Set down the listing again, word for word.

☆ ☆ ☆ ☆ ☆ ☆ ☆

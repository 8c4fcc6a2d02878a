// File: manager/src/notifications/discord.rs
use super::messages::format_datetime;
use super::{Notification, Notifier};
use crate::config::DiscordConfig;
use crate::constants::notifications as consts;
use crate::errors::NotificationError;
use anyhow::{anyhow, Result};
use async_trait::async_trait;
use chrono::{DateTime, Utc};
use chrono_tz::Tz;
use reqwest::Client;
use serde::Serialize;
use std::time::Duration;
use tokio::time::timeout;
use tracing::{debug, info, warn};

#[derive(Debug, Clone, Serialize)]
pub struct WebhookPayload {
    pub embeds: Vec<Embed>,
}

#[derive(Debug, Clone, Serialize)]
pub struct Embed {
    pub title: String,
    pub description: String,
    pub color: u32,
    pub timestamp: DateTime<Utc>,
    pub footer: EmbedFooter,
}

#[derive(Debug, Clone, Serialize)]
pub struct EmbedFooter {
    pub text: String,
}

/// Delivers maintenance notifications as Discord webhook embeds.
pub struct DiscordNotifier {
    webhook_url: String,
    enabled: bool,
    footer: String,
    timezone: Tz,
    client: Client,
}

impl DiscordNotifier {
    pub fn new(config: &DiscordConfig, timezone: Tz) -> Result<Self> {
        let client = Client::builder()
            .timeout(Duration::from_secs(consts::WEBHOOK_TIMEOUT_SECONDS))
            .build()
            .map_err(|e| anyhow!("Failed to create HTTP client for DiscordNotifier: {}", e))?;

        Ok(Self {
            webhook_url: config.webhook_url.trim().to_string(),
            enabled: config.enabled,
            footer: config.footer().to_string(),
            timezone,
            client,
        })
    }

    pub fn is_enabled(&self) -> bool {
        self.enabled && !self.webhook_url.is_empty()
    }

    pub fn render(&self, notification: &Notification) -> Embed {
        let when = |instant| format_datetime(instant, self.timezone);
        let details = |description: &str| {
            if description.is_empty() {
                String::new()
            } else {
                format!("\n\n**Details:** {}", description)
            }
        };

        let (title, description, color) = match notification {
            Notification::Scheduled(event) => (
                format!("🔧 Maintenance scheduled: {}", event.title),
                format!(
                    "**Start:** {}\n**Planned end:** {}{}\n\n⚠️ **The server cannot be joined while maintenance is in progress**",
                    when(event.start_time),
                    when(event.end_time),
                    details(&event.description)
                ),
                consts::COLOR_SCHEDULED,
            ),
            Notification::Started(event) => (
                format!("🚧 Maintenance started: {}", event.title),
                "Maintenance is in progress. Please wait until it ends.\n\n⚠️ **The server cannot be joined while maintenance is in progress**".to_string(),
                consts::COLOR_STARTED,
            ),
            Notification::Ended(event) => (
                format!("✅ Maintenance finished: {}", event.title),
                "Maintenance is complete. Thank you for your patience!".to_string(),
                consts::COLOR_ENDED,
            ),
            Notification::Updated { old, new } => (
                format!("🔄 Maintenance rescheduled: {}", new.title),
                format!(
                    "**Before:**\nStart: {}\nEnd: {}\n\n**After:**\nStart: {}\nEnd: {}{}",
                    when(old.start_time),
                    when(old.end_time),
                    when(new.start_time),
                    when(new.end_time),
                    details(&new.description)
                ),
                consts::COLOR_UPDATED,
            ),
            Notification::Cancelled(event) => (
                "❌ Maintenance cancelled".to_string(),
                format!(
                    "The following maintenance has been cancelled.\n\n**Title:** {}\n**Originally planned:** {} - {}",
                    event.title,
                    when(event.start_time),
                    when(event.end_time)
                ),
                consts::COLOR_CANCELLED,
            ),
        };

        Embed {
            title,
            description,
            color,
            timestamp: Utc::now(),
            footer: EmbedFooter {
                text: self.footer.clone(),
            },
        }
    }

    async fn send_webhook(&self, kind: &str, payload: &WebhookPayload) -> Result<()> {
        let failed = |reason: String| NotificationError::DeliveryFailed {
            kind: kind.to_string(),
            reason,
        };

        match timeout(
            Duration::from_secs(consts::WEBHOOK_TIMEOUT_SECONDS),
            self.client.post(&self.webhook_url).json(payload).send(),
        )
        .await
        {
            Ok(Ok(response)) => {
                if response.status().is_success() {
                    info!("Discord notification sent: {}", kind);
                    Ok(())
                } else {
                    warn!("Discord webhook returned status {} for {}", response.status(), kind);
                    Err(failed(format!("status {}", response.status())).into())
                }
            }
            Ok(Err(e)) => {
                warn!("Failed to send Discord notification {}: {}", kind, e);
                Err(failed(e.to_string()).into())
            }
            Err(_) => {
                warn!("Discord webhook timeout for {}", kind);
                Err(failed("timeout".to_string()).into())
            }
        }
    }
}

#[async_trait]
impl Notifier for DiscordNotifier {
    async fn notify(&self, notification: &Notification) -> Result<()> {
        if !self.enabled {
            debug!("Discord notifications disabled, skipping {}", notification.kind());
            return Ok(());
        }

        if self.webhook_url.is_empty() {
            warn!("Discord webhook URL is not configured, skipping {}", notification.kind());
            return Ok(());
        }

        let payload = WebhookPayload {
            embeds: vec![self.render(notification)],
        };

        self.send_webhook(notification.kind(), &payload).await
    }
}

☆ ☆ ☆ ☆ ☆ ☆ ☆

■ **Your solution**:
repository 8c4fcc6a2d02878a
// File: manager/src/notifications/discord.rs
use super::messages::format_datetime;
use super::{Notification, Notifier};
use crate::config::DiscordConfig;
use crate::constants::notifications as consts;
use crate::errors::NotificationError;
use anyhow::{anyhow, Result};
use async_trait::async_trait;
use chrono::{DateTime, Utc};
use chrono_tz::Tz;
use reqwest::Client;
use serde::Serialize;
use std::time::Duration;
use tokio::time::timeout;
use tracing::{debug, info, warn};

#[derive(Debug, Clone, Serialize)]
pub struct WebhookPayload {
    pub embeds: Vec<Embed>,
}

#[derive(Debug, Clone, Serialize)]
pub struct Embed {
    pub title: String,
    pub description: String,
    pub color: u32,
    pub timestamp: DateTime<Utc>,
    pub footer: EmbedFooter,
}

#[derive(Debug, Clone, Serialize)]
pub struct EmbedFooter {
    pub text: String,
}

/// Delivers maintenance notifications as Discord webhook embeds.
pub struct DiscordNotifier {
    webhook_url: String,
    enabled: bool,
    footer: String,
    timezone: Tz,
    client: Client,
}

impl DiscordNotifier {
    pub fn new(config: &DiscordConfig, timezone: Tz) -> Result<Self> {
        let client = Client::builder()
            .timeout(Duration::from_secs(consts::WEBHOOK_TIMEOUT_SECONDS))
            .build()
            .map_err(|e| anyhow!("Failed to create HTTP client for DiscordNotifier: {}", e))?;

        Ok(Self {
            webhook_url: config.webhook_url.trim().to_string(),
            enabled: config.enabled,
            footer: config.footer().to_string(),
            timezone,
            client,
        })
    }

    pub fn is_enabled(&self) -> bool {
        self.enabled && !self.webhook_url.is_empty()
    }

    pub fn render(&self, notification: &Notification) -> Embed {
        let when = |instant| format_datetime(instant, self.timezone);
        let details = |description: &str| {
            if description.is_empty() {
                String::new()
            } else {
                format!("\n\n**Details:** {}", description)
            }
        };

        let (title, description, color) = match notification {
            Notification::Scheduled(event) => (
                format!("🔧 Maintenance scheduled: {}", event.title),
                format!(
                    "**Start:** {}\n**Planned end:** {}{}\n\n⚠️ **The server cannot be joined while maintenance is in progress**",
                    when(event.start_time),
                    when(event.end_time),
                    details(&event.description)
                ),
                consts::COLOR_SCHEDULED,
            ),
            Notification::Started(event) => (
                format!("🚧 Maintenance started: {}", event.title),
                "Maintenance is in progress. Please wait until it ends.\n\n⚠️ **The server cannot be joined while maintenance is in progress**".to_string(),
                consts::COLOR_STARTED,
            ),
            Notification::Ended(event) => (
                format!("✅ Maintenance finished: {}", event.title),
                "Maintenance is complete. Thank you for your patience!".to_string(),
                consts::COLOR_ENDED,
            ),
            Notification::Updated { old, new } => (
                format!("🔄 Maintenance rescheduled: {}", new.title),
                format!(
                    "**Before:**\nStart: {}\nEnd: {}\n\n**After:**\nStart: {}\nEnd: {}{}",
                    when(old.start_time),
                    when(old.end_time),
                    when(new.start_time),
                    when(new.end_time),
                    details(&new.description)
                ),
                consts::COLOR_UPDATED,
            ),
            Notification::Cancelled(event) => (
                "❌ Maintenance cancelled".to_string(),
                format!(
                    "The following maintenance has been cancelled.\n\n**Title:** {}\n**Originally planned:** {} - {}",
                    event.title,
                    when(event.start_time),
                    when(event.end_time)
                ),
                consts::COLOR_CANCELLED,
            ),
        };

        Embed {
            title,
            description,
            color,
            timestamp: Utc::now(),
            footer: EmbedFooter {
                text: self.footer.clone(),
            },
        }
    }

    async fn send_webhook(&self, kind: &str, payload: &WebhookPayload) -> Result<()> {
        let failed = |reason: String| NotificationError::DeliveryFailed {
            kind: kind.to_string(),
            reason,
        };

        match timeout(
            Duration::from_secs(consts::WEBHOOK_TIMEOUT_SECONDS),
            self.client.post(&self.webhook_url).json(payload).send(),
        )
        .await
        {
            Ok(Ok(response)) => {
                if response.status().is_success() {
                    info!("Discord notification sent: {}", kind);
                    Ok(())
                } else {
                    warn!("Discord webhook returned status {} for {}", response.status(), kind);
                    Err(failed(format!("status {}", response.status())).into())
                }
            }
            Ok(Err(e)) => {
                warn!("Failed to send Discord notification {}: {}", kind, e);
                Err(failed(e.to_string()).into())
            }
            Err(_) => {
                warn!("Discord webhook timeout for {}", kind);
                Err(failed("timeout".to_string()).into())
            }
        }
    }
}

#[async_trait]
impl Notifier for DiscordNotifier {
    async fn notify(&self, notification: &Notification) -> Result<()> {
        if !self.enabled {
            debug!("Discord notifications disabled, skipping {}", notification.kind());
            return Ok(());
        }

        if self.webhook_url.is_empty() {
            warn!("Discord webhook URL is not configured, skipping {}", notification.kind());
            return Ok(());
        }

        let payload = WebhookPayload {
            embeds: vec![self.render(notification)],
        };

        self.send_webhook(notification.kind(), &payload).await
    }
}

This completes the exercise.